> [Required action]
Count the lines that contain the string "RunConfig" in the records beneath, and respond with the number only.

> [Material shown]

☆ ☆ ☆ ☆

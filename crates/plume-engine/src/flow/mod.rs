//! The orchestration flow: strictly sequential stages from configuration
//! validation through post submission, one browser session for the whole
//! run, unconditional cleanup at the end.
//!
//! Any stage failure short-circuits to the failure notification and then
//! cleanup; no stage is retried beyond the executor's own polling.

pub mod steps;

use crate::config::{ConfigError, ConfigMap, PostRequest, RunConfig};
use crate::creds::{self, CredentialError, SheetFetch};
use crate::media::{self, FetchError, MediaFetch};
use crate::notify::Notify;
use crate::step::{MatchedCandidate, Step, StepExecutor, StepFailure, StepResult, StepSuccess};
use crate::surface::{Surface, SurfaceError};
use std::path::PathBuf;
use std::time::Duration;
use thiserror::Error;
use tracing::{info, warn};

/// States of a run, in execution order.
#[derive(Debug, Clone, Copy, PartialEq, Eq)]
pub enum Stage {
    ValidateConfig,
    ResolveCredentials,
    FetchImage,
    OpenSession,
    NavigateLogin,
    EnterIdentifier,
    AdvancePastIdentifier,
    EnterPassword,
    Submit,
    NavigateCompose,
    EnterBody,
    AttachImage,
    SubmitPost,
}

impl Stage {
    pub fn as_str(&self) -> &'static str {
        match self {
            Stage::ValidateConfig => "validate config",
            Stage::ResolveCredentials => "resolve credentials",
            Stage::FetchImage => "fetch image",
            Stage::OpenSession => "open session",
            Stage::NavigateLogin => "navigate to login",
            Stage::EnterIdentifier => "enter identifier",
            Stage::AdvancePastIdentifier => "advance past identifier",
            Stage::EnterPassword => "enter password",
            Stage::Submit => "submit login",
            Stage::NavigateCompose => "navigate to compose",
            Stage::EnterBody => "enter body",
            Stage::AttachImage => "attach image",
            Stage::SubmitPost => "submit post",
        }
    }
}

impl std::fmt::Display for Stage {
    fn fmt(&self, f: &mut std::fmt::Formatter<'_>) -> std::fmt::Result {
        f.write_str(self.as_str())
    }
}

#[derive(Debug, Error)]
pub enum FlowError {
    #[error(transparent)]
    Config(#[from] ConfigError),

    #[error(transparent)]
    Credentials(#[from] CredentialError),

    #[error(transparent)]
    Fetch(#[from] FetchError),

    #[error("no locator candidate resolved within {:?}: {}", .0.waited, .0.summary())]
    StepTimeout(StepFailure),

    #[error(transparent)]
    Surface(#[from] SurfaceError),

    #[error("io error: {0}")]
    Io(#[from] std::io::Error),
}

/// A run that ended at a specific stage.
#[derive(Debug, Error)]
#[error("{stage} failed: {error}")]
pub struct RunFailure {
    pub stage: Stage,
    pub error: FlowError,
}

/// Which candidate carried each UI stage, kept for diagnostics.
#[derive(Debug, Clone)]
pub struct StepTrace {
    pub stage: Stage,
    pub matched: Option<MatchedCandidate>,
    pub waited: Duration,
}

#[derive(Debug)]
pub struct RunReport {
    pub body: String,
    pub trace: Vec<StepTrace>,
}

/// One post, one session, one process invocation.
pub struct PostFlow<S: Surface> {
    raw: ConfigMap,
    surface: S,
    sheet: Box<dyn SheetFetch>,
    media: Box<dyn MediaFetch>,
    notify: Box<dyn Notify>,
    executor: StepExecutor,
    session_open: bool,
    image_path: Option<PathBuf>,
    trace: Vec<StepTrace>,
}

impl<S: Surface> PostFlow<S> {
    pub fn new(
        raw: ConfigMap,
        surface: S,
        sheet: Box<dyn SheetFetch>,
        media: Box<dyn MediaFetch>,
        notify: Box<dyn Notify>,
    ) -> Self {
        Self {
            raw,
            surface,
            sheet,
            media,
            notify,
            executor: StepExecutor::new(),
            session_open: false,
            image_path: None,
            trace: Vec::new(),
        }
    }

    /// Run the flow to completion. Whatever the outcome, the session is
    /// closed and the cached image removed exactly once before returning.
    pub async fn run(mut self) -> Result<RunReport, RunFailure> {
        let outcome = self.drive().await;

        match &outcome {
            Ok(report) => {
                info!("posted: {}", preview(&report.body));
                self.notify_best_effort(&format!("posted: {}", preview(&report.body)))
                    .await;
            }
            Err(failure) => {
                warn!("{}", failure);
                let mut message = format!("post failed: {}", failure);
                if let Some(path) = self.capture_failure_screenshot().await {
                    message.push_str(&format!(" (screenshot: {})", path.display()));
                }
                self.notify_best_effort(&message).await;
            }
        }

        self.cleanup().await;
        outcome
    }

    async fn drive(&mut self) -> Result<RunReport, RunFailure> {
        let config =
            RunConfig::from_map(&self.raw).map_err(|e| fail(Stage::ValidateConfig, e))?;

        let credentials = creds::resolve(&config, self.sheet.as_ref())
            .await
            .map_err(|e| fail(Stage::ResolveCredentials, e))?;
        let request = PostRequest::new(&config, credentials);

        let fetched = self
            .media
            .fetch(&request.image)
            .await
            .map_err(|e| fail(Stage::FetchImage, e))?;
        let image_path = media::cache_path(&fetched.file_id, fetched.extension);
        std::fs::write(&image_path, &fetched.bytes)
            .map_err(|e| fail(Stage::FetchImage, FlowError::Io(e)))?;
        info!("image cached at {}", image_path.display());
        self.image_path = Some(image_path.clone());

        self.surface
            .open()
            .await
            .map_err(|e| fail(Stage::OpenSession, e))?;
        self.session_open = true;

        self.surface
            .navigate(&config.login_url)
            .await
            .map_err(|e| fail(Stage::NavigateLogin, e))?;
        self.run_step(Stage::NavigateLogin, steps::login_form(&config))
            .await?;
        self.notify_best_effort("opened the login page").await;

        self.run_step(
            Stage::EnterIdentifier,
            steps::enter_identifier(&config, &request.credentials.email),
        )
        .await?;
        self.run_step(
            Stage::AdvancePastIdentifier,
            steps::advance_past_identifier(&config),
        )
        .await?;

        // The site sometimes interposes a handle-confirmation screen here.
        // Probe briefly; absence is the common case, not a failure.
        if let Some(handle) = request.credentials.username.clone() {
            let probe = steps::handle_confirmation_probe(&config);
            if self
                .executor
                .run(&mut self.surface, &probe)
                .await
                .is_success()
            {
                info!("handle confirmation screen detected");
                self.run_step(
                    Stage::AdvancePastIdentifier,
                    steps::enter_handle(&config, &handle),
                )
                .await?;
                self.run_step(
                    Stage::AdvancePastIdentifier,
                    steps::advance_past_identifier(&config),
                )
                .await?;
            }
        }

        self.run_step(
            Stage::EnterPassword,
            steps::enter_password(&config, &request.credentials.password),
        )
        .await?;
        self.run_step(Stage::Submit, steps::submit_login(&config))
            .await?;
        self.notify_best_effort("login submitted").await;

        self.surface
            .navigate(&config.compose_url)
            .await
            .map_err(|e| fail(Stage::NavigateCompose, e))?;
        self.run_step(Stage::NavigateCompose, steps::compose_area(&config))
            .await?;
        self.notify_best_effort("opened the compose page").await;

        self.run_step(Stage::EnterBody, steps::enter_body(&config, &request.body))
            .await?;

        let attach_path = self
            .image_path
            .as_ref()
            .map(|p| p.to_string_lossy().into_owned())
            .unwrap_or_default();
        self.run_step(Stage::AttachImage, steps::attach_image(&config, &attach_path))
            .await?;

        self.run_step(Stage::SubmitPost, steps::submit_post(&config))
            .await?;
        self.run_step(Stage::SubmitPost, steps::confirm_posted(&config))
            .await?;

        Ok(RunReport {
            body: request.body,
            trace: std::mem::take(&mut self.trace),
        })
    }

    async fn run_step(&mut self, stage: Stage, step: Step) -> Result<StepSuccess, RunFailure> {
        match self.executor.run(&mut self.surface, &step).await {
            StepResult::Success(success) => {
                self.trace.push(StepTrace {
                    stage,
                    matched: success.matched.clone(),
                    waited: success.waited,
                });
                Ok(success)
            }
            StepResult::Failure(failure) => Err(RunFailure {
                stage,
                error: FlowError::StepTimeout(failure),
            }),
        }
    }

    async fn notify_best_effort(&self, message: &str) {
        if let Err(e) = self.notify.send(message).await {
            warn!("notification delivery failed: {}", e);
        }
    }

    async fn capture_failure_screenshot(&mut self) -> Option<PathBuf> {
        if !self.session_open {
            return None;
        }
        match self.surface.screenshot().await {
            Ok(bytes) => {
                let path = std::env::temp_dir()
                    .join(format!("plume-failure-{}.png", std::process::id()));
                match std::fs::write(&path, &bytes) {
                    Ok(()) => Some(path),
                    Err(e) => {
                        warn!("could not save failure screenshot: {}", e);
                        None
                    }
                }
            }
            Err(e) => {
                warn!("screenshot capture failed: {}", e);
                None
            }
        }
    }

    async fn cleanup(&mut self) {
        if self.session_open {
            self.session_open = false;
            if let Err(e) = self.surface.close().await {
                warn!("session close failed: {}", e);
            }
        }
        if let Some(path) = self.image_path.take() {
            if let Err(e) = std::fs::remove_file(&path) {
                warn!("could not remove cached image {}: {}", path.display(), e);
            }
        }
    }
}

fn fail(stage: Stage, error: impl Into<FlowError>) -> RunFailure {
    RunFailure {
        stage,
        error: error.into(),
    }
}

fn preview(body: &str) -> String {
    let mut preview: String = body.chars().take(50).collect();
    if body.chars().count() > 50 {
        preview.push_str("...");
    }
    preview
}

#[cfg(test)]
mod tests {
    use super::*;

    #[test]
    fn preview_truncates_long_bodies() {
        let long = "x".repeat(80);
        assert_eq!(preview(&long).chars().count(), 53);
        assert_eq!(preview("short"), "short");
    }

    #[test]
    fn run_failure_names_the_stage() {
        let failure = RunFailure {
            stage: Stage::SubmitPost,
            error: FlowError::StepTimeout(StepFailure {
                waited: Duration::from_secs(20),
                reasons: vec!["css `button`: not present or not visible".to_string()],
            }),
        };
        let message = failure.to_string();
        assert!(message.contains("submit post"));
        assert!(message.contains("not present"));
    }
}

☆ ☆ ☆ ☆

> [Answer to this problem]
2